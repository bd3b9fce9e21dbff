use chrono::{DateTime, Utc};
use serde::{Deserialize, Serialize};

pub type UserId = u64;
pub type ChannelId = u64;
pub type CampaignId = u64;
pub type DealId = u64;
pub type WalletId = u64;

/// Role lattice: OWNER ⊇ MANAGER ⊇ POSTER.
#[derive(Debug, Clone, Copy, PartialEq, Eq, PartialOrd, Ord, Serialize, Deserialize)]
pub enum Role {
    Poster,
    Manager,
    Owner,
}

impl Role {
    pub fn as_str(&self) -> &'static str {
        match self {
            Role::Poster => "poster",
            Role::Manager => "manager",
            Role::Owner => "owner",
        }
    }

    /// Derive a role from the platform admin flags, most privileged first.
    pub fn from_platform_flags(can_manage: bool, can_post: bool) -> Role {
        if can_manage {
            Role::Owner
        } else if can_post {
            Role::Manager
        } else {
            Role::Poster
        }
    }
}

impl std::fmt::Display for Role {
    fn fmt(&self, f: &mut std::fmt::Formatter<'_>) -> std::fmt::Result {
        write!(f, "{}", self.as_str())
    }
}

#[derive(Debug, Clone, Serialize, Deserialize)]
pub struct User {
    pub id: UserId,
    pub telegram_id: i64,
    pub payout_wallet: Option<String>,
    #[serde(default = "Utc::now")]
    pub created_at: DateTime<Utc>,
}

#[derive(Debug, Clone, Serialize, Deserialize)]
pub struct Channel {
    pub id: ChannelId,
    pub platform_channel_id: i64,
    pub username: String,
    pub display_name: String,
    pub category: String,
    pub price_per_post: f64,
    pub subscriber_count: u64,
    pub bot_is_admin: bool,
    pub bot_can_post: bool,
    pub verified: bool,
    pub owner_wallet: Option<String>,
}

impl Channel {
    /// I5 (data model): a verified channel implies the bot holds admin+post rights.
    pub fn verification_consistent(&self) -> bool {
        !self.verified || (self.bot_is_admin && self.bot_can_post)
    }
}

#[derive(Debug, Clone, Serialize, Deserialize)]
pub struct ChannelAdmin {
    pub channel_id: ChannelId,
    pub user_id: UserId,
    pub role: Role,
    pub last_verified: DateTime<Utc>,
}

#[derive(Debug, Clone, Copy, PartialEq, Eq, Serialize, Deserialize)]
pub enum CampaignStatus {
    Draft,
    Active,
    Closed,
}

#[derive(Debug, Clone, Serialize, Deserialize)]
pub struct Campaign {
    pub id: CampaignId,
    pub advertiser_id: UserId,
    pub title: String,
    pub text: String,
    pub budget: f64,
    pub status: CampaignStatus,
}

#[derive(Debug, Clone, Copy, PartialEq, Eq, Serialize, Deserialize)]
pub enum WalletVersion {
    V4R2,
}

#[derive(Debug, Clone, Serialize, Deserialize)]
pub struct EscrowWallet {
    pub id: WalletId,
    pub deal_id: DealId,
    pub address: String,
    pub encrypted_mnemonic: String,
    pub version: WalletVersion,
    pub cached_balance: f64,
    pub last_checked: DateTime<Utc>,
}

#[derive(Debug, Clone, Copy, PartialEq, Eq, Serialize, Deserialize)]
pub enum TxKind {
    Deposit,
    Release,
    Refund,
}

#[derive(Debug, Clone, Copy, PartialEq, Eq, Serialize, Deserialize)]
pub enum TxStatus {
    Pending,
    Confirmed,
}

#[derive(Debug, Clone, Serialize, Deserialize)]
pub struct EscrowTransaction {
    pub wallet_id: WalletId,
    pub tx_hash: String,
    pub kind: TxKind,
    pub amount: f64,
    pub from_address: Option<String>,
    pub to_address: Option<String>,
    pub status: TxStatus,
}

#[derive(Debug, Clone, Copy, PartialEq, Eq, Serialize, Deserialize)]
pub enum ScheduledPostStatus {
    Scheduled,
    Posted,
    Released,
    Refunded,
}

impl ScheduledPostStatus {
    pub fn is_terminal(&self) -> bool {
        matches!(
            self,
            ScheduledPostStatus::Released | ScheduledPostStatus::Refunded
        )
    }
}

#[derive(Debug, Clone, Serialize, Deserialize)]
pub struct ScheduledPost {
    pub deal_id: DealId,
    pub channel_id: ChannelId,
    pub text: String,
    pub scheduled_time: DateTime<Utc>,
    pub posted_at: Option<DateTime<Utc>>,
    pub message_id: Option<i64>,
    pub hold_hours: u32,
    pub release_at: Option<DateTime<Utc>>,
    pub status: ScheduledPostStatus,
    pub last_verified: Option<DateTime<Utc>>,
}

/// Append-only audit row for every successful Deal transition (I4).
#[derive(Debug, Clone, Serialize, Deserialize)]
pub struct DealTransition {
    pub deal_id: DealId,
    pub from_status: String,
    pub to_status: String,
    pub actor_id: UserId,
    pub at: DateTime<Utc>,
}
============================================================
## Your instructions
Repeat the material above exactly, including every line.

## Task answer
repository bd3b9fce9e21dbff
use chrono::{DateTime, Utc};
use serde::{Deserialize, Serialize};

pub type UserId = u64;
pub type ChannelId = u64;
pub type CampaignId = u64;
pub type DealId = u64;
pub type WalletId = u64;

/// Role lattice: OWNER ⊇ MANAGER ⊇ POSTER.
#[derive(Debug, Clone, Copy, PartialEq, Eq, PartialOrd, Ord, Serialize, Deserialize)]
pub enum Role {
    Poster,
    Manager,
    Owner,
}

impl Role {
    pub fn as_str(&self) -> &'static str {
        match self {
            Role::Poster => "poster",
            Role::Manager => "manager",
            Role::Owner => "owner",
        }
    }

    /// Derive a role from the platform admin flags, most privileged first.
    pub fn from_platform_flags(can_manage: bool, can_post: bool) -> Role {
        if can_manage {
            Role::Owner
        } else if can_post {
            Role::Manager
        } else {
            Role::Poster
        }
    }
}

impl std::fmt::Display for Role {
    fn fmt(&self, f: &mut std::fmt::Formatter<'_>) -> std::fmt::Result {
        write!(f, "{}", self.as_str())
    }
}

#[derive(Debug, Clone, Serialize, Deserialize)]
pub struct User {
    pub id: UserId,
    pub telegram_id: i64,
    pub payout_wallet: Option<String>,
    #[serde(default = "Utc::now")]
    pub created_at: DateTime<Utc>,
}

#[derive(Debug, Clone, Serialize, Deserialize)]
pub struct Channel {
    pub id: ChannelId,
    pub platform_channel_id: i64,
    pub username: String,
    pub display_name: String,
    pub category: String,
    pub price_per_post: f64,
    pub subscriber_count: u64,
    pub bot_is_admin: bool,
    pub bot_can_post: bool,
    pub verified: bool,
    pub owner_wallet: Option<String>,
}

impl Channel {
    /// I5 (data model): a verified channel implies the bot holds admin+post rights.
    pub fn verification_consistent(&self) -> bool {
        !self.verified || (self.bot_is_admin && self.bot_can_post)
    }
}

#[derive(Debug, Clone, Serialize, Deserialize)]
pub struct ChannelAdmin {
    pub channel_id: ChannelId,
    pub user_id: UserId,
    pub role: Role,
    pub last_verified: DateTime<Utc>,
}

#[derive(Debug, Clone, Copy, PartialEq, Eq, Serialize, Deserialize)]
pub enum CampaignStatus {
    Draft,
    Active,
    Closed,
}

#[derive(Debug, Clone, Serialize, Deserialize)]
pub struct Campaign {
    pub id: CampaignId,
    pub advertiser_id: UserId,
    pub title: String,
    pub text: String,
    pub budget: f64,
    pub status: CampaignStatus,
}

#[derive(Debug, Clone, Copy, PartialEq, Eq, Serialize, Deserialize)]
pub enum WalletVersion {
    V4R2,
}

#[derive(Debug, Clone, Serialize, Deserialize)]
pub struct EscrowWallet {
    pub id: WalletId,
    pub deal_id: DealId,
    pub address: String,
    pub encrypted_mnemonic: String,
    pub version: WalletVersion,
    pub cached_balance: f64,
    pub last_checked: DateTime<Utc>,
}

#[derive(Debug, Clone, Copy, PartialEq, Eq, Serialize, Deserialize)]
pub enum TxKind {
    Deposit,
    Release,
    Refund,
}

#[derive(Debug, Clone, Copy, PartialEq, Eq, Serialize, Deserialize)]
pub enum TxStatus {
    Pending,
    Confirmed,
}

#[derive(Debug, Clone, Serialize, Deserialize)]
pub struct EscrowTransaction {
    pub wallet_id: WalletId,
    pub tx_hash: String,
    pub kind: TxKind,
    pub amount: f64,
    pub from_address: Option<String>,
    pub to_address: Option<String>,
    pub status: TxStatus,
}

#[derive(Debug, Clone, Copy, PartialEq, Eq, Serialize, Deserialize)]
pub enum ScheduledPostStatus {
    Scheduled,
    Posted,
    Released,
    Refunded,
}

impl ScheduledPostStatus {
    pub fn is_terminal(&self) -> bool {
        matches!(
            self,
            ScheduledPostStatus::Released | ScheduledPostStatus::Refunded
        )
    }
}

#[derive(Debug, Clone, Serialize, Deserialize)]
pub struct ScheduledPost {
    pub deal_id: DealId,
    pub channel_id: ChannelId,
    pub text: String,
    pub scheduled_time: DateTime<Utc>,
    pub posted_at: Option<DateTime<Utc>>,
    pub message_id: Option<i64>,
    pub hold_hours: u32,
    pub release_at: Option<DateTime<Utc>>,
    pub status: ScheduledPostStatus,
    pub last_verified: Option<DateTime<Utc>>,
}

/// Append-only audit row for every successful Deal transition (I4).
#[derive(Debug, Clone, Serialize, Deserialize)]
pub struct DealTransition {
    pub deal_id: DealId,
    pub from_status: String,
    pub to_status: String,
    pub actor_id: UserId,
    pub at: DateTime<Utc>,
}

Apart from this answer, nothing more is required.